El Niño de 2026. ¿Temperaturas récord?
Por Valeria Lozano
El término surgió hace siglos entre pescadores peruanos. Ellos observaron que, alrededor de diciembre, las aguas del océano Pacífico se volvían más cálidas de lo normal y la pesca disminuía notablemente. Como este cambio ocurría cerca de la Navidad, comenzaron a llamarlo: “El Niño”, en referencia al Niño Jesús.
En término climáticos, el ciclo El Niño altera el clima global. Cuando el Pacífico ecuatorial se calienta, aparece El Niño, se debilitan los vientos alisios y cambian los patrones de lluvia; este calentamiento natural se suma al provocado por los gases de efecto invernadero.
El episodio de 2023‑2024 sumó unos 0,12 °C a la temperatura media global y elevó el nivel del mar. Tras su fin, surgió una La Niña débil; Berkeley Earth indica que este enfriamiento redujo ligeramente la temperatura de 2025 y estima que 2026 será similar o un poco más frío mientras persista La Niña, aunque considera posible que El Niño vuelva hacia finales de 2026, con repercusiones más notables en 2027.
Pronósticos actuales
En su boletín del 8 de enero de 2026, la NOAA informó que La Niña sigue presente y calcula un 75 % de probabilidad de pasar a condiciones neutras entre enero y marzo. El organismo reconoce que la probabilidad de un El Niño aumenta en la segunda mitad de 2026, pero advierte que las proyecciones lejanas son inciertas.

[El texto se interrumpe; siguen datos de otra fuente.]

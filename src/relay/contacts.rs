//! Contact-list submission.

use reqwest::header::ACCEPT;
use reqwest::{RequestBuilder, StatusCode};
use serde::Serialize;
use serde_json::Value;
use url::Url;

use crate::relay::error::{RelayError, RelayResult};
use crate::relay::payload::{array, non_empty_str};
use crate::relay::{RelayOperation, API_KEY_HEADER};

/// A validated contact-list submission.
#[derive(Debug, Clone, PartialEq)]
pub struct ContactListSubmit {
    pub api_key: String,
    pub group_list_name: String,
    pub user_profile_ids: Vec<Value>,
}

#[derive(Serialize)]
#[serde(rename_all = "camelCase")]
struct ContactListBody<'a> {
    group_list_name: &'a str,
    user_profile_ids: &'a [Value],
}

impl ContactListSubmit {
    /// Extract the submission from a client payload.
    pub fn from_payload(payload: &Value) -> RelayResult<Self> {
        let (Some(api_key), Some(group_list_name), Some(user_profile_ids)) = (
            non_empty_str(payload, "apiKey"),
            non_empty_str(payload, "groupListName"),
            array(payload, "userProfileIds"),
        ) else {
            return Err(RelayError::InvalidRequest(
                "apiKey, groupListName and userProfileIds (array) are required",
            ));
        };

        Ok(Self {
            api_key: api_key.to_string(),
            group_list_name: group_list_name.to_string(),
            user_profile_ids: user_profile_ids.clone(),
        })
    }

    /// Upstream URL for `base_url`.
    pub fn endpoint(&self, base_url: &str) -> Result<Url, url::ParseError> {
        let mut url = Url::parse(base_url)?;
        url.path_segments_mut()
            .map_err(|_| url::ParseError::RelativeUrlWithoutBase)?
            .pop_if_empty()
            .extend(["api", "contact", "list"]);
        Ok(url)
    }
}

impl RelayOperation for ContactListSubmit {
    fn name(&self) -> &'static str {
        "contact_list"
    }

    fn request(&self, client: &reqwest::Client, base_url: &str) -> Result<RequestBuilder, url::ParseError> {
        let url = self.endpoint(base_url)?;
        Ok(client
            .post(url)
            .header(API_KEY_HEADER, self.api_key.as_str())
            .header(ACCEPT, "application/json")
            .json(&ContactListBody {
                group_list_name: &self.group_list_name,
                user_profile_ids: &self.user_profile_ids,
            }))
    }

    /// Any 2xx counts, unlike record fetch.
    fn is_success(&self, status: StatusCode) -> bool {
        status.is_success()
    }
}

El IRI de la Universidad de Columbia coincide en que el Pacífico está en La Niña y estima una probabilidad de 31 % de que continúe hasta marzo, mientras que atribuye al estado neutral la mayor probabilidad hasta mediados de año; después, un El Niño podría volverse la categoría más probable con aproximadamente la mitad de probabilidad.

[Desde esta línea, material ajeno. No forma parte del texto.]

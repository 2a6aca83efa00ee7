//! Per-host attempt records reported when a relay exhausts its hosts.

use serde::Serialize;
use std::error::Error as StdError;

/// One failed host attempt.
///
/// Serializes as `{"baseUrl", "status", "body"}` for an upstream rejection or
/// `{"baseUrl", "error"}` for a transport failure.
#[derive(Debug, Clone, PartialEq, Eq, Serialize)]
#[serde(rename_all = "camelCase")]
pub struct AttemptRecord {
    pub base_url: String,
    #[serde(flatten)]
    pub outcome: AttemptOutcome,
}

/// Why a host attempt did not end the relay.
#[derive(Debug, Clone, PartialEq, Eq, Serialize)]
#[serde(untagged)]
pub enum AttemptOutcome {
    /// Upstream answered with a status the operation does not accept.
    Rejected { status: u16, body: String },
    /// No usable response (connect, DNS, timeout, body read).
    Failed { error: String },
}

impl AttemptOutcome {
    /// Transport failure from a reqwest error, including its source chain.
    pub fn transport(err: &reqwest::Error) -> Self {
        let mut error = err.to_string();
        if err.is_timeout() && !error.contains("timed out") {
            error.push_str(": timed out");
        }
        let mut source = err.source();
        while let Some(cause) = source {
            error.push_str(": ");
            error.push_str(&cause.to_string());
            source = cause.source();
        }
        AttemptOutcome::Failed { error }
    }

    /// Short label for metrics.
    pub fn label(&self) -> &'static str {
        match self {
            AttemptOutcome::Rejected { .. } => "rejected",
            AttemptOutcome::Failed { .. } => "error",
        }
    }
}

#[cfg(test)]
mod tests {
    use super::*;
    use serde_json::json;

    #[test]
    fn test_rejected_shape() {
        let record = AttemptRecord {
            base_url: "http://a.example".into(),
            outcome: AttemptOutcome::Rejected {
                status: 503,
                body: "busy".into(),
            },
        };
        assert_eq!(
            serde_json::to_value(&record).unwrap(),
            json!({"baseUrl": "http://a.example", "status": 503, "body": "busy"})
        );
    }

    #[test]
    fn test_failed_shape() {
        let record = AttemptRecord {
            base_url: "http://b.example".into(),
            outcome: AttemptOutcome::Failed {
                error: "connection refused".into(),
            },
        };
        assert_eq!(
            serde_json::to_value(&record).unwrap(),
            json!({"baseUrl": "http://b.example", "error": "connection refused"})
        );
        assert_eq!(record.outcome.label(), "error");
    }
}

La pregunta es si un posible El Niño en 2026 bastará para batir otro récord. Berkeley Earth prevé que 2026 será el cuarto año más cálido y que un El Niño tardío influirá principalmente en 2027. El investigador James Hansen y colegas son más audaces: señalan que los modelos dinámicos ya sugieren un cambio y estiman que la temperatura global, tras bajar a +1,4 °C a principios de 2026, volverá a subir cuando se desarrolle un El Niño moderado, lo que podría llevar a +1,7 °C en 2027.
Las previsiones oficiales apuntan a un 2026 muy cálido pero sin récord, con una transición de La Niña a neutral y una probabilidad moderada de que El Niño se instale antes de fin de año. No obstante, el antecedente de 2023‑2024 muestra que incluso un El Niño moderado añade calor adicional al planeta. Si el próximo evento se adelanta o es más intenso, podría acelerar la tendencia.
En general, El Niño aparece en primavera‑verano del hemisferio norte y alcanza su máximo a fines de año. Aunque la evolución de 2026 es incierta, las agencias advierten que el calor acumulado en los océanos y la reducción de aerosoles humanos hacen que los años cálidos sean más frecuentes. Incluso un estado neutro mantendría las temperaturas altas; un evento fuerte solo reforzaría esa tendencia. La posibilidad de otra fase cálida subraya la necesidad de reducir emisiones y prepararse ante fenómenos extremos.